Haven’t been to a station in a while, and I’m not sure they have weighing machines on railway platforms like there used to have before. This particular weighing machine, I remember, always had a long line of people waiting to weigh themselves, unlike the one next to it, “Why?” I asked the mother of my friend who worked in the railways booking counter.
“Because it’s defective!” she smiled as she gave her son, my friend, money so we both could have a coke later.
“Defective?” I asked, “But then wouldn’t people avoid it?”
“It shows five kilos less when you weigh yourself!” she said with a smile, and people love it.
I remembered that machine this morning as I thought of other weighing machines all over the world, “Don’t use that one!” shouts the foreign minister.
“Why?”
“Because, it says, we are partly democratic, so use this one instead!”
“What does this one say?”
“It says our democracy is the best in the world and that’s a hypocrite!”
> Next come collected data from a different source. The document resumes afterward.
use async_trait::async_trait;
use bytes::Bytes;
use http::{header::CONTENT_TYPE, Request, Response, StatusCode};
use http_body_util::{combinators::UnsyncBoxBody, BodyExt, Full};
use hyper_util::{client::legacy::Client, rt::TokioExecutor};
use imagescan_core::{ScanReport, ScanStatus};
use imagescan_runtime::{ScanError, Scanner};
use secrecy::{ExposeSecret, SecretString};
use thiserror::Error;
use tower::{util::BoxCloneSyncService, BoxError, Service, ServiceBuilder, ServiceExt};
use tower_http::auth::AddAuthorizationLayer;

use super::types::{AddImage, CheckResponse, ImageInfo, PolicyCheck};

/// Response body of the Anchore service stack.
pub type AnchoreBody = UnsyncBoxBody<Bytes, BoxError>;

/// Failure talking to Anchore.
#[derive(Debug, Error)]
pub enum AnchoreError {
    /// The request could not be built.
    #[error("failed to build request to Anchore: {0}")]
    BuildRequest(#[source] http::Error),

    /// The request body could not be encoded.
    #[error("failed to encode request to Anchore: {0}")]
    Encode(#[source] serde_json::Error),

    /// The request did not complete.
    #[error("failed to complete request to Anchore: {0}")]
    Send(#[source] BoxError),

    /// The response body could not be read.
    #[error("failed to read response from Anchore: {0}")]
    ReadBody(#[source] BoxError),

    /// Anchore answered with a status other than 200.
    #[error("response from Anchore: {0}")]
    Status(u16),

    /// The response body is not what the endpoint documents.
    #[error("failed to decode response from Anchore: {0}")]
    Decode(#[source] serde_json::Error),

    /// `/images` did not return the image record yet.
    #[error("expected 1 image in /images response")]
    NoDigest,

    /// The check response is for another digest.
    #[error("Digest in the scan report does not match")]
    DigestMismatch,

    /// The check response has no evaluation for the image.
    #[error("no policy evaluation in the scan report of {0}")]
    NoEvaluation(String),
}

impl AnchoreError {
    fn is_transient(&self) -> bool {
        match self {
            Self::Send(_) => true,
            Self::Status(code) => *code >= 500 || *code == StatusCode::TOO_MANY_REQUESTS.as_u16(),
            _ => false,
        }
    }
}

impl From<AnchoreError> for ScanError {
    fn from(err: AnchoreError) -> Self {
        if err.is_transient() {
            ScanError::transient(err)
        } else {
            ScanError::backend(err)
        }
    }
}

/// Client for the Anchore Engine API, usable as a [`Scanner`].
///
/// Requests authenticate with HTTP basic auth, the API token as user name and
/// an empty password.
#[derive(Clone)]
pub struct AnchoreClient {
    inner: BoxCloneSyncService<Request<Full<Bytes>>, Response<AnchoreBody>, BoxError>,
    base_url: String,
}

impl AnchoreClient {
    /// Create a client over a custom service stack.
    ///
    /// `base_url` is the API root, e.g. `https://anchore.example.com/v1`.
    pub fn new<S, B>(service: S, base_url: impl Into<String>, token: &SecretString) -> Self
    where
        S: Service<Request<Full<Bytes>>, Response = Response<B>> + Clone + Send + Sync + 'static,
        S::Future: Send + 'static,
        S::Error: Into<BoxError>,
        B: http_body::Body<Data = Bytes> + Send + 'static,
        B::Error: Into<BoxError>,
    {
        let service = ServiceBuilder::new()
            .map_err(|err: S::Error| -> BoxError { err.into() })
            .map_response(|res: Response<B>| {
                res.map(|body| body.map_err(|err: B::Error| -> BoxError { err.into() }).boxed_unsync())
            })
            .layer(AddAuthorizationLayer::basic(token.expose_secret(), "").as_sensitive(true))
            .service(service);
        Self {
            inner: BoxCloneSyncService::new(service),
            base_url: base_url.into().trim_end_matches('/').to_owned(),
        }
    }

    /// Create a client talking HTTP/1 over rustls with the webpki roots.
    pub fn https(base_url: impl Into<String>, token: &SecretString) -> Self {
        let https = hyper_rustls::HttpsConnectorBuilder::new()
            .with_webpki_roots()
            .https_or_http()
            .enable_http1()
            .build();
        let client = Client::builder(TokioExecutor::new()).build(https);
        Self::new(client, base_url, token)
    }

    async fn send(&self, request: Request<Full<Bytes>>) -> Result<Bytes, AnchoreError> {
        tracing::debug!(method = %request.method(), uri = %request.uri(), "sending request to Anchore");
        let res = self.inner.clone().oneshot(request).await.map_err(AnchoreError::Send)?;
        let status = res.status();
        let body = res
            .into_body()
            .collect()
            .await
            .map_err(AnchoreError::ReadBody)?
            .to_bytes();
        if status != StatusCode::OK {
            return Err(AnchoreError::Status(status.as_u16()));
        }
        Ok(body)
    }

    /// Register `image` for analysis and return its digest.
    pub async fn add_image(&self, image: &str) -> Result<String, AnchoreError> {
        let body = serde_json::to_vec(&AddImage { tag: image }).map_err(AnchoreError::Encode)?;
        let request = Request::post(format!("{}/images", self.base_url))
            .header(CONTENT_TYPE, "application/json")
            .body(Full::new(Bytes::from(body)))
            .map_err(AnchoreError::BuildRequest)?;
        let res = self.send(request).await?;
        let images: Vec<ImageInfo> = serde_json::from_slice(&res).map_err(AnchoreError::Decode)?;
        match images.as_slice() {
            [image] if !image.image_digest.is_empty() => Ok(image.image_digest.clone()),
            _ => Err(AnchoreError::NoDigest),
        }
    }

    /// Fetch the policy evaluation of `tag` at `digest`.
    pub async fn check(
        &self,
        digest: &str,
        tag: &str,
        policy_id: Option<&str>,
    ) -> Result<PolicyCheck, AnchoreError> {
        let target = format!("{}/images/{digest}/check?", self.base_url);
        let uri = {
            let mut qp = form_urlencoded::Serializer::new(target);
            qp.append_pair("tag", tag);
            qp.append_pair("history", "false");
            qp.append_pair("detail", "true");
            if let Some(policy_id) = policy_id {
                qp.append_pair("policyId", policy_id);
            }
            qp.finish()
        };
        let request = Request::get(uri)
            .body(Full::default())
            .map_err(AnchoreError::BuildRequest)?;
        let res = self.send(request).await?;
        let reports: CheckResponse = serde_json::from_slice(&res).map_err(AnchoreError::Decode)?;

        let by_tag = reports
            .into_iter()
            .next()
            .ok_or_else(|| AnchoreError::NoEvaluation(tag.to_owned()))?
            .remove(digest)
            .ok_or(AnchoreError::DigestMismatch)?;
        let checks = match by_tag.get(tag) {
            Some(checks) => checks,
            None => by_tag
                .values()
                .next()
                .ok_or_else(|| AnchoreError::NoEvaluation(tag.to_owned()))?,
        };
        checks
            .first()
            .cloned()
            .ok_or_else(|| AnchoreError::NoEvaluation(tag.to_owned()))
    }
}

#[async_trait]
impl Scanner for AnchoreClient {
    async fn start_scan(&self, image: &str) -> Result<String, ScanError> {
        match self.add_image(image).await {
            Ok(digest) => {
                tracing::info!(image, %digest, "image added to Anchore");
                Ok(digest)
            }
            Err(AnchoreError::NoDigest) => Err(ScanError::DigestPending(image.to_owned())),
            Err(err) => Err(err.into()),
        }
    }

    async fn get_report(
        &self,
        image: &str,
        digest: &str,
        policy_id: Option<&str>,
    ) -> Result<ScanReport, ScanError> {
        let check = self.check(digest, image, policy_id).await?;
        let status = if check.passed() {
            ScanStatus::Accepted
        } else {
            ScanStatus::Rejected
        };
        let detail = serde_json::to_value(&check).map_err(ScanError::backend)?;
        let mut report = ScanReport::new(image, status).with_detail(detail);
        if !check.policy_id.is_empty() {
            report = report.with_policy_id(check.policy_id);
        }
        Ok(report)
    }
}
And we all line up, behind it.
How we love such machines!
“Wouldn’t you like to know your real weight, so you can go on a diet if you need to?” I ask a fat lady who is making a beeline towards the defective weighing scales.
“Real weight?” she asks, and stops in her tracks.
“Yes!” shouts the weighing machine next to the defective one, “I can give you your actual weight!”
“And make me stop having my ice cream and pastries and gulab-jamun?” she asks angrily, “You want me to ruin my day by stepping on you?”
“He, he ,he!” laughs the defective one cheekily, “People don’t want to know the truth, they want to live a lie!”
“And what happens when that lady is taken to the hospital and maybe finally dies because of the lies you told her?” I ask angrily.
“Well then they won’t blame it on me, they’ll blame it on other factors! Like she should have gone to the church or temple more often, which makes her only partly religious or that she was not spending time in the kitchen which makes her only partly a family woman!” said the machine with a smile, “Like if you really examine me, you’ll find that I’m only partly defective!”
“But that ‘partly’ is enough to put peoples lives in danger!” I shouted as my friend tried to drag me away from the scene, knowing the fat woman was listening.
And she was, as she remarked, “I want to be fooled!”
“Why?” I whispered.
“Because,” she whispered, “I like to think I have 15 lakhs in the bank, that my health is in good condition, and that I am slim and beautiful!”
“He, he, he!” laughed the defective machine as my friend dragged me away.